--- DATA Enclosed Below ---

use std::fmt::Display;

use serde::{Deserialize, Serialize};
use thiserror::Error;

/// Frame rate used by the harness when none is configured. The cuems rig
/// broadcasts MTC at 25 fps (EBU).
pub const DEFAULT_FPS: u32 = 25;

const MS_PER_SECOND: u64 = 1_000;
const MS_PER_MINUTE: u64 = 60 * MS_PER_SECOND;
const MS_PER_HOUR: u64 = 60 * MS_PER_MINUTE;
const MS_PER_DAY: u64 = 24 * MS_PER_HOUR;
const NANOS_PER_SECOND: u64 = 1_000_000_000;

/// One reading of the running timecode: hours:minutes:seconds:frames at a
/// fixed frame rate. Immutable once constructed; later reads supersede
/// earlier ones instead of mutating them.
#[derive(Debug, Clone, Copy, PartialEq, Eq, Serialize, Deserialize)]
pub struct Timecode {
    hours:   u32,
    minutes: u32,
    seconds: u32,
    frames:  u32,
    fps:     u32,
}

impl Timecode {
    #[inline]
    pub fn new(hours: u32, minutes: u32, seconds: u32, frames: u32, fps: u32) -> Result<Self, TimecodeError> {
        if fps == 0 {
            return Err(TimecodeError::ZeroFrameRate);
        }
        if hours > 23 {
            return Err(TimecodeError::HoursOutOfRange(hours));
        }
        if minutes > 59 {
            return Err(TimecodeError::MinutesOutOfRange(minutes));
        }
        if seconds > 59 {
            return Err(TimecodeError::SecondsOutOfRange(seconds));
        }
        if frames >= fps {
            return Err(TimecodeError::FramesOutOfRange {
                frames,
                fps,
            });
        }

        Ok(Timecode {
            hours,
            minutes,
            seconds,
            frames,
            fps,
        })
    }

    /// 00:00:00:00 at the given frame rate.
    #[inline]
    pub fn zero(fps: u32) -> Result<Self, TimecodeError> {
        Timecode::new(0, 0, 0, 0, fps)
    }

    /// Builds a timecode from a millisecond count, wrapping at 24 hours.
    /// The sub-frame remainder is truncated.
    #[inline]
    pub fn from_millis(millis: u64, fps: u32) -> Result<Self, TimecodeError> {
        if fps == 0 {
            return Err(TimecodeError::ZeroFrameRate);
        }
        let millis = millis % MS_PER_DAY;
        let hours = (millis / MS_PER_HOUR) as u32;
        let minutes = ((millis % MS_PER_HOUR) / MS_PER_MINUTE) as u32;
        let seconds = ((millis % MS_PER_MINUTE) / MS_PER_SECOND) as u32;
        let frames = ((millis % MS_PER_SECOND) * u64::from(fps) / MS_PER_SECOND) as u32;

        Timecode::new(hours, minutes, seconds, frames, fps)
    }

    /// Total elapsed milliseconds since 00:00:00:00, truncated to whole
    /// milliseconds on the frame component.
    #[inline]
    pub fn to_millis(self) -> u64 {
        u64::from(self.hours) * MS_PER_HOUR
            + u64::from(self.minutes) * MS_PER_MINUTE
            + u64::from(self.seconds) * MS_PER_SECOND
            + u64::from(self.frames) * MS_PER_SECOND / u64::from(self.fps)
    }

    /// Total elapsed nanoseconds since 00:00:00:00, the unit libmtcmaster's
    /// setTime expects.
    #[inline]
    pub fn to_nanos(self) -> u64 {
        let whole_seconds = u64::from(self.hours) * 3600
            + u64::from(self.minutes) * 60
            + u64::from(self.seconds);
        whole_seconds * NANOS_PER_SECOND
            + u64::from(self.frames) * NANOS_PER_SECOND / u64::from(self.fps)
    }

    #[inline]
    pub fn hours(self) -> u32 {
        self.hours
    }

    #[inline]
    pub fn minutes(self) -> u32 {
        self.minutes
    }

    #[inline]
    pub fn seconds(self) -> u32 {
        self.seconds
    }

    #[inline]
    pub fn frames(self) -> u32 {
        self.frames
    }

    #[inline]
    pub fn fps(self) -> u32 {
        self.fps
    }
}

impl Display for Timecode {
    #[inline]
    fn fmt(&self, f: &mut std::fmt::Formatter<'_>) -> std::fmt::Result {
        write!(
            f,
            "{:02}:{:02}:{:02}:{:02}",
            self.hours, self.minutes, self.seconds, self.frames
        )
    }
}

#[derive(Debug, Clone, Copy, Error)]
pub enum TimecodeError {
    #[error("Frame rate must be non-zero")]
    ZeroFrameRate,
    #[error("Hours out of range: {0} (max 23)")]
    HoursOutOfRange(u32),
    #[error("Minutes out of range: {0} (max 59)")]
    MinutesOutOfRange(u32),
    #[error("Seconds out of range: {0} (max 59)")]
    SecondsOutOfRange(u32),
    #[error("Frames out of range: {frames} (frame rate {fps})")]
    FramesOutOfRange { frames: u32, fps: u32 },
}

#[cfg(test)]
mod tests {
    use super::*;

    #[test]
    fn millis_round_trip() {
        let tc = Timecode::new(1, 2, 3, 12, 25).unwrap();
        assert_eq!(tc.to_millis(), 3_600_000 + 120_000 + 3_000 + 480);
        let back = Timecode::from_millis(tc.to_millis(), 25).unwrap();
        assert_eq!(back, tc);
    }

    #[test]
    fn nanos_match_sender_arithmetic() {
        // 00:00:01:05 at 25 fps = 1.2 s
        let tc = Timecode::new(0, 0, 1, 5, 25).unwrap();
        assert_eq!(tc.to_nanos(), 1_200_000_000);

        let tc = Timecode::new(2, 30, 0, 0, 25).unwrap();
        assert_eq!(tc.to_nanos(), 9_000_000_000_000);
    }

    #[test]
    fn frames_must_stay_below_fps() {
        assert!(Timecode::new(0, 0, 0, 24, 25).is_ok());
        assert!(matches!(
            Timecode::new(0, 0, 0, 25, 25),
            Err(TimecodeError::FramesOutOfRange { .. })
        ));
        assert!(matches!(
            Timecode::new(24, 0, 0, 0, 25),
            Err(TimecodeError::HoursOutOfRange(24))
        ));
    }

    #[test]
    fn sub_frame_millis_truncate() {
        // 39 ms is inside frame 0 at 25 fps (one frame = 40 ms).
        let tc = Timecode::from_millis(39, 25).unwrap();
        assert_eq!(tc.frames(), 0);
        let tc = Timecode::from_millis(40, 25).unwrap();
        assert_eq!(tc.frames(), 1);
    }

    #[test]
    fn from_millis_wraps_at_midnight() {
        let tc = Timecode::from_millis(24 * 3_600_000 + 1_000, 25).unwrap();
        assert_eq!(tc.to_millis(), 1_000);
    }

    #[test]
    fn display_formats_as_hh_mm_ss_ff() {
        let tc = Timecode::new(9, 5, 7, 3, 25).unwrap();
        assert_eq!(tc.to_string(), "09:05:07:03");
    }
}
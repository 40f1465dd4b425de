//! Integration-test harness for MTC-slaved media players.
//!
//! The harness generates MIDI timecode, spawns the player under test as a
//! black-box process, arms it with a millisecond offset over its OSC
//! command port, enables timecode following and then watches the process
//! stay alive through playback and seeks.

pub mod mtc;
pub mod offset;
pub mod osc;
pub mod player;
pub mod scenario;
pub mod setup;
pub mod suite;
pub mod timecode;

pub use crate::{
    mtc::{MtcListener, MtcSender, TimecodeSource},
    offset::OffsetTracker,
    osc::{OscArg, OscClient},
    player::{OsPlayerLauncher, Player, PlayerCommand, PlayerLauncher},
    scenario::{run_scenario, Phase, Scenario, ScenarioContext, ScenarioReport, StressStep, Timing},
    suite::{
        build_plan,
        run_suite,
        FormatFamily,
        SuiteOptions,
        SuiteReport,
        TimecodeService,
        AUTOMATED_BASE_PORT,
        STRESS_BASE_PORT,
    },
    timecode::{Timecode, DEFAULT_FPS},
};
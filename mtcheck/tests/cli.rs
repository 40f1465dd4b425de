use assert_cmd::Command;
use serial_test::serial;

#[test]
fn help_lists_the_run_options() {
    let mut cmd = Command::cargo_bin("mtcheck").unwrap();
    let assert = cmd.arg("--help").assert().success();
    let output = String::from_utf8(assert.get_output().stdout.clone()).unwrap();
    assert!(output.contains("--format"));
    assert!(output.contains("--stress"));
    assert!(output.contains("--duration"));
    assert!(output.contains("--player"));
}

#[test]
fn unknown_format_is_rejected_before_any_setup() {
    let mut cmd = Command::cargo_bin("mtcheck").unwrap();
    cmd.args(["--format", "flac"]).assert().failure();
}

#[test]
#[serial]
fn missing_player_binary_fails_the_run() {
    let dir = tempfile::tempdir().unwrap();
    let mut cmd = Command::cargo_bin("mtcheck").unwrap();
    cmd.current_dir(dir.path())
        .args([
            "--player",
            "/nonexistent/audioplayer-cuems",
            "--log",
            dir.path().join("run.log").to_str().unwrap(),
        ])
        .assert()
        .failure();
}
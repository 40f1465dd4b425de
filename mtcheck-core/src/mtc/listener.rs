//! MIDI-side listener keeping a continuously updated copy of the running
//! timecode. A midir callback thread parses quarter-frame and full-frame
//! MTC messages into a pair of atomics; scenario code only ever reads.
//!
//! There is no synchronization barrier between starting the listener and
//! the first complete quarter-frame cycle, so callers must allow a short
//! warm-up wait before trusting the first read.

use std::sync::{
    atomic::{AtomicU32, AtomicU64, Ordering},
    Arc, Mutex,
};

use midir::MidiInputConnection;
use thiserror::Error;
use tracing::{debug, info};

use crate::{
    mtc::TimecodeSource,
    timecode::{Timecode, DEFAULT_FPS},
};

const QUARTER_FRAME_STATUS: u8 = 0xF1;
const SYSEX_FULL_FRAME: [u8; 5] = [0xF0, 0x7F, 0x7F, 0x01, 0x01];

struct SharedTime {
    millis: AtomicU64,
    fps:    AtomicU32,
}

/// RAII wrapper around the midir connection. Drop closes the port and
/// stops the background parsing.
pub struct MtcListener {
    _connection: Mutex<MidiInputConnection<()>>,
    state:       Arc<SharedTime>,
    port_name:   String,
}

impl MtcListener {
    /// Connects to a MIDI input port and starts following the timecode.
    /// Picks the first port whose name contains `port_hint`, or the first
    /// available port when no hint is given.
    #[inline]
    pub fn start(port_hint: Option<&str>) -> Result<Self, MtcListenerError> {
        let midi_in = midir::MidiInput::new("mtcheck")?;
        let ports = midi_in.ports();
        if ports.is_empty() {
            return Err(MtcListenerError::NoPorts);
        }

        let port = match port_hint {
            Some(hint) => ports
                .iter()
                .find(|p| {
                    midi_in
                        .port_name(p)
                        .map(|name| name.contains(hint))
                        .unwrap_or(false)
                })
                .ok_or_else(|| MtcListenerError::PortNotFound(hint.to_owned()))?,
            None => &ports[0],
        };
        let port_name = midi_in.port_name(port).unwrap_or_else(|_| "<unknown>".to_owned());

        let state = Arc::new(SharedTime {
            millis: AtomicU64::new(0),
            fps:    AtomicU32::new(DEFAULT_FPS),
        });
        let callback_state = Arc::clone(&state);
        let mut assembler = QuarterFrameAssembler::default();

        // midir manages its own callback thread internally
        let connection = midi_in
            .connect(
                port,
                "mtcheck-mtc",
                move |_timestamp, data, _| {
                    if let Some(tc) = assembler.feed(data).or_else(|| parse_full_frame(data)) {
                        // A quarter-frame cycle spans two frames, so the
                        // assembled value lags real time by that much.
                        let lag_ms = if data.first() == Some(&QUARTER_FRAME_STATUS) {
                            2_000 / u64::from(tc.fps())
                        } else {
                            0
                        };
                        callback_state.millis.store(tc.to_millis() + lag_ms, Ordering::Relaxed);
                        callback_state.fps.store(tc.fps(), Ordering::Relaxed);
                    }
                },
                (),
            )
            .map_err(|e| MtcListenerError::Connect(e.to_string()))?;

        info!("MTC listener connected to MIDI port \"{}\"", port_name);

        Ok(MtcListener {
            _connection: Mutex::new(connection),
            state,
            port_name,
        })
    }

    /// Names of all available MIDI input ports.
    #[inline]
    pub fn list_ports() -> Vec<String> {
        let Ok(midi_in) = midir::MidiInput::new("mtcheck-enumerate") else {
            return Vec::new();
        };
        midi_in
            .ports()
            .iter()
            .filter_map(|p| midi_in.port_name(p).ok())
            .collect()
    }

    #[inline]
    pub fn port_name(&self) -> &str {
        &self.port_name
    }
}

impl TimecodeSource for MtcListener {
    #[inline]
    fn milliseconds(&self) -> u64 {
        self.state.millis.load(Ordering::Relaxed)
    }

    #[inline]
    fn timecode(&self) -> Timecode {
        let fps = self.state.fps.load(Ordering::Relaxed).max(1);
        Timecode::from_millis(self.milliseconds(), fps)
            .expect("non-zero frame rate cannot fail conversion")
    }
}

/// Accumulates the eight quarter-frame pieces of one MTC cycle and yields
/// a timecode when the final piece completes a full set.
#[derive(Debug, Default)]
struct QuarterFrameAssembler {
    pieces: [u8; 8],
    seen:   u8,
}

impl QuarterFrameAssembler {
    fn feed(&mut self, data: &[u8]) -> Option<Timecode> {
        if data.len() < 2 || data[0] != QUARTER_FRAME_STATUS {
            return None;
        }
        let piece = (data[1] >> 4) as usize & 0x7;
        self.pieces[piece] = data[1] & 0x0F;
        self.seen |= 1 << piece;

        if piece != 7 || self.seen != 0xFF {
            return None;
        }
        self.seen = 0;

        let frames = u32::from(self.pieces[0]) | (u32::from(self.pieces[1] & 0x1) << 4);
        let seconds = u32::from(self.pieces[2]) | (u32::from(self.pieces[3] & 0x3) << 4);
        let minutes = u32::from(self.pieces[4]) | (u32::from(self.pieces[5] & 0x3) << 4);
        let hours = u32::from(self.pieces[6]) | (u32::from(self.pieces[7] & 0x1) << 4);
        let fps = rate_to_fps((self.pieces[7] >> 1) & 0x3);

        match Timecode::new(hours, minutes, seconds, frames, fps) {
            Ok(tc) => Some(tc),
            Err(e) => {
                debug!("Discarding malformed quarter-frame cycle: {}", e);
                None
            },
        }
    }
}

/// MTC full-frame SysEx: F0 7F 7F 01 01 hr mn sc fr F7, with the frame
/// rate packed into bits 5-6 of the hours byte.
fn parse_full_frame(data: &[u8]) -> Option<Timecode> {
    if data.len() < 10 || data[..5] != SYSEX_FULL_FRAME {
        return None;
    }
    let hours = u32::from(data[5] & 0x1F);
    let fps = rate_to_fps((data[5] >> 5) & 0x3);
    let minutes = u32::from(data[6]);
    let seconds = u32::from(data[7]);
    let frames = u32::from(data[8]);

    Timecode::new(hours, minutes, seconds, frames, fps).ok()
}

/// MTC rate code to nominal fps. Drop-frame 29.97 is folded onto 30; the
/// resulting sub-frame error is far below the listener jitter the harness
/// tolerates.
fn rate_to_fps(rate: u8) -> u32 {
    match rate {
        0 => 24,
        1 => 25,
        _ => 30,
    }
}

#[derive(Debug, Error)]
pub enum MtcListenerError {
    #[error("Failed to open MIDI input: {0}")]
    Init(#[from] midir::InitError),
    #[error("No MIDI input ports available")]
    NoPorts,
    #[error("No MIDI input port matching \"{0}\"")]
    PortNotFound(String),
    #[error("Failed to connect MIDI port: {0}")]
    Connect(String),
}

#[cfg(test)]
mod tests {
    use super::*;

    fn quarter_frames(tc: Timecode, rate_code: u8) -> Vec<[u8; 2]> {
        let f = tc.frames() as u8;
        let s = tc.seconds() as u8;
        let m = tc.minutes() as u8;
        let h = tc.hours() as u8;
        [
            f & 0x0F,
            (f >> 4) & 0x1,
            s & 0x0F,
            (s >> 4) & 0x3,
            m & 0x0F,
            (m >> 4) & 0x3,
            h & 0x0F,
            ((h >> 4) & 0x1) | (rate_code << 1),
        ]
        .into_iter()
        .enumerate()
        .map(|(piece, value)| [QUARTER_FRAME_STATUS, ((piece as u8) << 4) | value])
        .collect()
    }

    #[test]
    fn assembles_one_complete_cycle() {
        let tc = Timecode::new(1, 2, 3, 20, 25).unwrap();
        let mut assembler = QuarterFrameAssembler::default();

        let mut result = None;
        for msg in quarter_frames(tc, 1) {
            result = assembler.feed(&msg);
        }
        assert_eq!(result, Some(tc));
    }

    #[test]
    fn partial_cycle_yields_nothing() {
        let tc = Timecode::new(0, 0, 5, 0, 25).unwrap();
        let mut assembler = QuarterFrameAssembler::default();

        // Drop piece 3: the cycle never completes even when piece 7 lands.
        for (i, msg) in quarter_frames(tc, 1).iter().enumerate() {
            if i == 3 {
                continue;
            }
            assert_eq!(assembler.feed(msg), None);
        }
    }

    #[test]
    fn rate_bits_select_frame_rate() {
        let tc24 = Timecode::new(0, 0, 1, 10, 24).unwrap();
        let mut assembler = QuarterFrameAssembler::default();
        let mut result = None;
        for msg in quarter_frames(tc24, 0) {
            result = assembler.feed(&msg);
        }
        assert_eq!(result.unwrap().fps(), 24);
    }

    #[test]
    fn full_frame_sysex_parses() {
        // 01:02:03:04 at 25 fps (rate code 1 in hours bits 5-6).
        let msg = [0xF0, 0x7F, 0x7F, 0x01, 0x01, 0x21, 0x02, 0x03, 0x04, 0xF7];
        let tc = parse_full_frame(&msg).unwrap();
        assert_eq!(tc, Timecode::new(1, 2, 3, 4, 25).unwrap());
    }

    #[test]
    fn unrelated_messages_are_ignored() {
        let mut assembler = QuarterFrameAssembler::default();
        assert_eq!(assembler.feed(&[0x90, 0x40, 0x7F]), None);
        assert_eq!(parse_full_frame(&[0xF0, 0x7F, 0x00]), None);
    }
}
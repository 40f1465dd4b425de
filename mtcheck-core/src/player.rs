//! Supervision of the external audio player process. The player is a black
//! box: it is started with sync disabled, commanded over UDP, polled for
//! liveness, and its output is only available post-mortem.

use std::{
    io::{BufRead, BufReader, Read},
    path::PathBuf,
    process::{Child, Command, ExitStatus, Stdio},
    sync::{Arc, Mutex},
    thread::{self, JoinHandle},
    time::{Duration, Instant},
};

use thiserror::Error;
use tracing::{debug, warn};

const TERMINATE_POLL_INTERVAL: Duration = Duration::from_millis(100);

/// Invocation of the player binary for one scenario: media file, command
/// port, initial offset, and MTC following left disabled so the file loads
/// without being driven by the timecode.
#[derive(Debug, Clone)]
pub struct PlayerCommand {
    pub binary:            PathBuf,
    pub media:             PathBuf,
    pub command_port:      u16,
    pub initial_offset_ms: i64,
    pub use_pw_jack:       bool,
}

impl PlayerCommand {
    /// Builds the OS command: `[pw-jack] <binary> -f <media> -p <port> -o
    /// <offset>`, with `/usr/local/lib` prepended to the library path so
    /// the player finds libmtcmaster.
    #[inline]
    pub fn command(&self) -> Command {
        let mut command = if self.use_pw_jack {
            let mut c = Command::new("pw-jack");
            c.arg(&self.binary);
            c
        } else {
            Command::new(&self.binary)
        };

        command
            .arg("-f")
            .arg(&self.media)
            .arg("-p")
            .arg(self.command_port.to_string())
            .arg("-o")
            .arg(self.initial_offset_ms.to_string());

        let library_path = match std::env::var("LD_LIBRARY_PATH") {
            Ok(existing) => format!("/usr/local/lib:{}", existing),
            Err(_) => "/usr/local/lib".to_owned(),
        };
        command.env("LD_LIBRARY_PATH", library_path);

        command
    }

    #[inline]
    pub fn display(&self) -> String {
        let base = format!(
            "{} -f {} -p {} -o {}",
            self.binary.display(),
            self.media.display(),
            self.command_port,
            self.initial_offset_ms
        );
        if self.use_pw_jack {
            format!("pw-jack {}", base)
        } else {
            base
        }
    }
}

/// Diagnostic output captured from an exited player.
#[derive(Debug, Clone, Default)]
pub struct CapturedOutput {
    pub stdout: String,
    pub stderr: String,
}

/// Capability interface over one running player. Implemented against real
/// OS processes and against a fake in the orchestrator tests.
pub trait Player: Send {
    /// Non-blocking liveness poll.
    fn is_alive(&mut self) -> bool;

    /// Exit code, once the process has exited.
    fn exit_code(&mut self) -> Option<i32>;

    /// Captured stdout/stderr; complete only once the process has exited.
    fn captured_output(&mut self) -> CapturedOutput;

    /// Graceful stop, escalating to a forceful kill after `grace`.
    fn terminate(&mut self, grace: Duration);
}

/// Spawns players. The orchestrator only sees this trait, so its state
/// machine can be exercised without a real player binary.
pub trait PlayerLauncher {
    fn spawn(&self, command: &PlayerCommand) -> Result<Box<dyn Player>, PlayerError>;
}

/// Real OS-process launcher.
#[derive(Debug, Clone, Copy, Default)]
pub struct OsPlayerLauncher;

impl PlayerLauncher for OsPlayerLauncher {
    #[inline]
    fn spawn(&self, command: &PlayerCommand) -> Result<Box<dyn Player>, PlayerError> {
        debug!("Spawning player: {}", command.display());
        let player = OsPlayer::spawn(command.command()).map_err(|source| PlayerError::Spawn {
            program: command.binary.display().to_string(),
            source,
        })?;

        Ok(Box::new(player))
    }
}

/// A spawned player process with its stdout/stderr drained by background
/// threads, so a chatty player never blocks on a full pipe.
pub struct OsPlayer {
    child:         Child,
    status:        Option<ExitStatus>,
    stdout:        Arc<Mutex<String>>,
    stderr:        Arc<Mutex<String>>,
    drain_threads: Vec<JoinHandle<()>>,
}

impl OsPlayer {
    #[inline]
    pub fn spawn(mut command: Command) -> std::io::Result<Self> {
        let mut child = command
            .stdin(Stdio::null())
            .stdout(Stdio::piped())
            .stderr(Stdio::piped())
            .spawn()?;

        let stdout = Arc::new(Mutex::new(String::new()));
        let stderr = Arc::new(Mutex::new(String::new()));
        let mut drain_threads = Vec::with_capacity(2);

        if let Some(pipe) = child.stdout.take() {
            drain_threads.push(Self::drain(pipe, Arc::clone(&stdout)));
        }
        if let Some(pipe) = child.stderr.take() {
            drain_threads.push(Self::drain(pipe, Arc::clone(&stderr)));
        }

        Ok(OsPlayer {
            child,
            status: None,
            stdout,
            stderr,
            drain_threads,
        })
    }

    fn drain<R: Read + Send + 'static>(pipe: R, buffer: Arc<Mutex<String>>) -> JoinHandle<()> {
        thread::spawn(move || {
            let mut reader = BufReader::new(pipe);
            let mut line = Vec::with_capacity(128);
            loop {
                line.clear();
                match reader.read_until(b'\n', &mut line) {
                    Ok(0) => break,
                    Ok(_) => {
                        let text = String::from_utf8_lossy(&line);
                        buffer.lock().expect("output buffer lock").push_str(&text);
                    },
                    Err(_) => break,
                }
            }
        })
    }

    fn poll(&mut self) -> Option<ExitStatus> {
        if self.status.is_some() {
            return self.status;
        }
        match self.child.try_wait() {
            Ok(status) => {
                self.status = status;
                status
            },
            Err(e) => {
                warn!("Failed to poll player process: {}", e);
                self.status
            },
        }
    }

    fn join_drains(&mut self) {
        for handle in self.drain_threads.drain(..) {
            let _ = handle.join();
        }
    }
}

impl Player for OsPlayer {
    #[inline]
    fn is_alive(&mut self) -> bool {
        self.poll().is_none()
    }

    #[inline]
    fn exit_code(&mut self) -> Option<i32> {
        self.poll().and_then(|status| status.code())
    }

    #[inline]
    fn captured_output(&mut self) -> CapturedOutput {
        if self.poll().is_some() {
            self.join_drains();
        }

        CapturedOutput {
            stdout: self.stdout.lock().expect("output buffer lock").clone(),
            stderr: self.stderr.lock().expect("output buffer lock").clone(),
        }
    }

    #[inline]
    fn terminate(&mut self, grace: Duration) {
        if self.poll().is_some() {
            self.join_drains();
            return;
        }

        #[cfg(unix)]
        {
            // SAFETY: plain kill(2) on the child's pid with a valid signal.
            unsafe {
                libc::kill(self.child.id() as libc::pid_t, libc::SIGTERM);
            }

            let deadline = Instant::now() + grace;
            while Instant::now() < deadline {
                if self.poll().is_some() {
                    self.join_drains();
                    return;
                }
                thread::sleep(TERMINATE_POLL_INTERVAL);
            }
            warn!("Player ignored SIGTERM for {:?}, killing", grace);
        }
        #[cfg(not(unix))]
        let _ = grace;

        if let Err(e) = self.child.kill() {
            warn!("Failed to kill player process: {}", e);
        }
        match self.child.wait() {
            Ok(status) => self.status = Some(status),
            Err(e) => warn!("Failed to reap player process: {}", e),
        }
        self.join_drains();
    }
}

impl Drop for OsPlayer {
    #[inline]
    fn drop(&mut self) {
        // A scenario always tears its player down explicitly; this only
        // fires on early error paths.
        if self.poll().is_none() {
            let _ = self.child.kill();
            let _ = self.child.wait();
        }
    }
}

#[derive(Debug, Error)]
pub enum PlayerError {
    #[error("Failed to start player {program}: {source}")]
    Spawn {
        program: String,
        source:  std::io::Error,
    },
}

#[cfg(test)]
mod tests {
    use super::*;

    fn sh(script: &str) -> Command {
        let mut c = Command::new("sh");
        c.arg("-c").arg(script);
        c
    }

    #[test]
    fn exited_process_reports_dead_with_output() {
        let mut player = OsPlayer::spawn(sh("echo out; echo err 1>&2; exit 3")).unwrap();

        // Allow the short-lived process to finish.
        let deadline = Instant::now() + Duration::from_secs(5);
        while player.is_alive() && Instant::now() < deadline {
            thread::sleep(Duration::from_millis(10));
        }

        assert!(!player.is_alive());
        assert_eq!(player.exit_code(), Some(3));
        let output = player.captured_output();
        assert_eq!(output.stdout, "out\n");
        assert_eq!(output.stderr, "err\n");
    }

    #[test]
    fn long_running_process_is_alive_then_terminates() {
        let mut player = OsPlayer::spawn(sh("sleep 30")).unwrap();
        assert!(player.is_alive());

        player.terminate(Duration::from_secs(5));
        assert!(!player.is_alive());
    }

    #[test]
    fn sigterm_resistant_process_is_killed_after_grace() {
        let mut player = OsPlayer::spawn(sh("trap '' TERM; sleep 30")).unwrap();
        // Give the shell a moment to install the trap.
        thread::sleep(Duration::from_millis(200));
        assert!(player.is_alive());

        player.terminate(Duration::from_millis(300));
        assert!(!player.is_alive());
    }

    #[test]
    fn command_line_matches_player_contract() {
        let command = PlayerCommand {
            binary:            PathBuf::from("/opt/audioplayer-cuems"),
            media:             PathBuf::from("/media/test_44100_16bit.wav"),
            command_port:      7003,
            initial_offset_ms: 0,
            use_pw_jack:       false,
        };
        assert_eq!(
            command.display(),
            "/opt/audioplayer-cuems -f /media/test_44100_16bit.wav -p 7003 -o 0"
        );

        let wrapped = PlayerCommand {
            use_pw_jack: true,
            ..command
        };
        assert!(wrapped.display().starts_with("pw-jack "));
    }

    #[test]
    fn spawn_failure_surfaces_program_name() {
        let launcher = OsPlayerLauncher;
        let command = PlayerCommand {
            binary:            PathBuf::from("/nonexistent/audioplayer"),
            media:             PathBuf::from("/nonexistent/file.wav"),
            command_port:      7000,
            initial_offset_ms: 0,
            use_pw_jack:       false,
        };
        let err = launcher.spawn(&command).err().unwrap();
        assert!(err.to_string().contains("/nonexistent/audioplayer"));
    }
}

--- End of Enclosed DATA ---

Every line above from the line with "const NANOS_PER_SECOND: u64 = 1_000_000_000;" to the line with "u64::from(self.hours) * MS_PER_HOUR" is wanted, ends included; write them out exactly and add no other line.

const NANOS_PER_SECOND: u64 = 1_000_000_000;

/// One reading of the running timecode: hours:minutes:seconds:frames at a
/// fixed frame rate. Immutable once constructed; later reads supersede
/// earlier ones instead of mutating them.
#[derive(Debug, Clone, Copy, PartialEq, Eq, Serialize, Deserialize)]
pub struct Timecode {
    hours:   u32,
    minutes: u32,
    seconds: u32,
    frames:  u32,
    fps:     u32,
}

impl Timecode {
    #[inline]
    pub fn new(hours: u32, minutes: u32, seconds: u32, frames: u32, fps: u32) -> Result<Self, TimecodeError> {
        if fps == 0 {
            return Err(TimecodeError::ZeroFrameRate);
        }
        if hours > 23 {
            return Err(TimecodeError::HoursOutOfRange(hours));
        }
        if minutes > 59 {
            return Err(TimecodeError::MinutesOutOfRange(minutes));
        }
        if seconds > 59 {
            return Err(TimecodeError::SecondsOutOfRange(seconds));
        }
        if frames >= fps {
            return Err(TimecodeError::FramesOutOfRange {
                frames,
                fps,
            });
        }

        Ok(Timecode {
            hours,
            minutes,
            seconds,
            frames,
            fps,
        })
    }

    /// 00:00:00:00 at the given frame rate.
    #[inline]
    pub fn zero(fps: u32) -> Result<Self, TimecodeError> {
        Timecode::new(0, 0, 0, 0, fps)
    }

    /// Builds a timecode from a millisecond count, wrapping at 24 hours.
    /// The sub-frame remainder is truncated.
    #[inline]
    pub fn from_millis(millis: u64, fps: u32) -> Result<Self, TimecodeError> {
        if fps == 0 {
            return Err(TimecodeError::ZeroFrameRate);
        }
        let millis = millis % MS_PER_DAY;
        let hours = (millis / MS_PER_HOUR) as u32;
        let minutes = ((millis % MS_PER_HOUR) / MS_PER_MINUTE) as u32;
        let seconds = ((millis % MS_PER_MINUTE) / MS_PER_SECOND) as u32;
        let frames = ((millis % MS_PER_SECOND) * u64::from(fps) / MS_PER_SECOND) as u32;

        Timecode::new(hours, minutes, seconds, frames, fps)
    }

    /// Total elapsed milliseconds since 00:00:00:00, truncated to whole
    /// milliseconds on the frame component.
    #[inline]
    pub fn to_millis(self) -> u64 {
        u64::from(self.hours) * MS_PER_HOUR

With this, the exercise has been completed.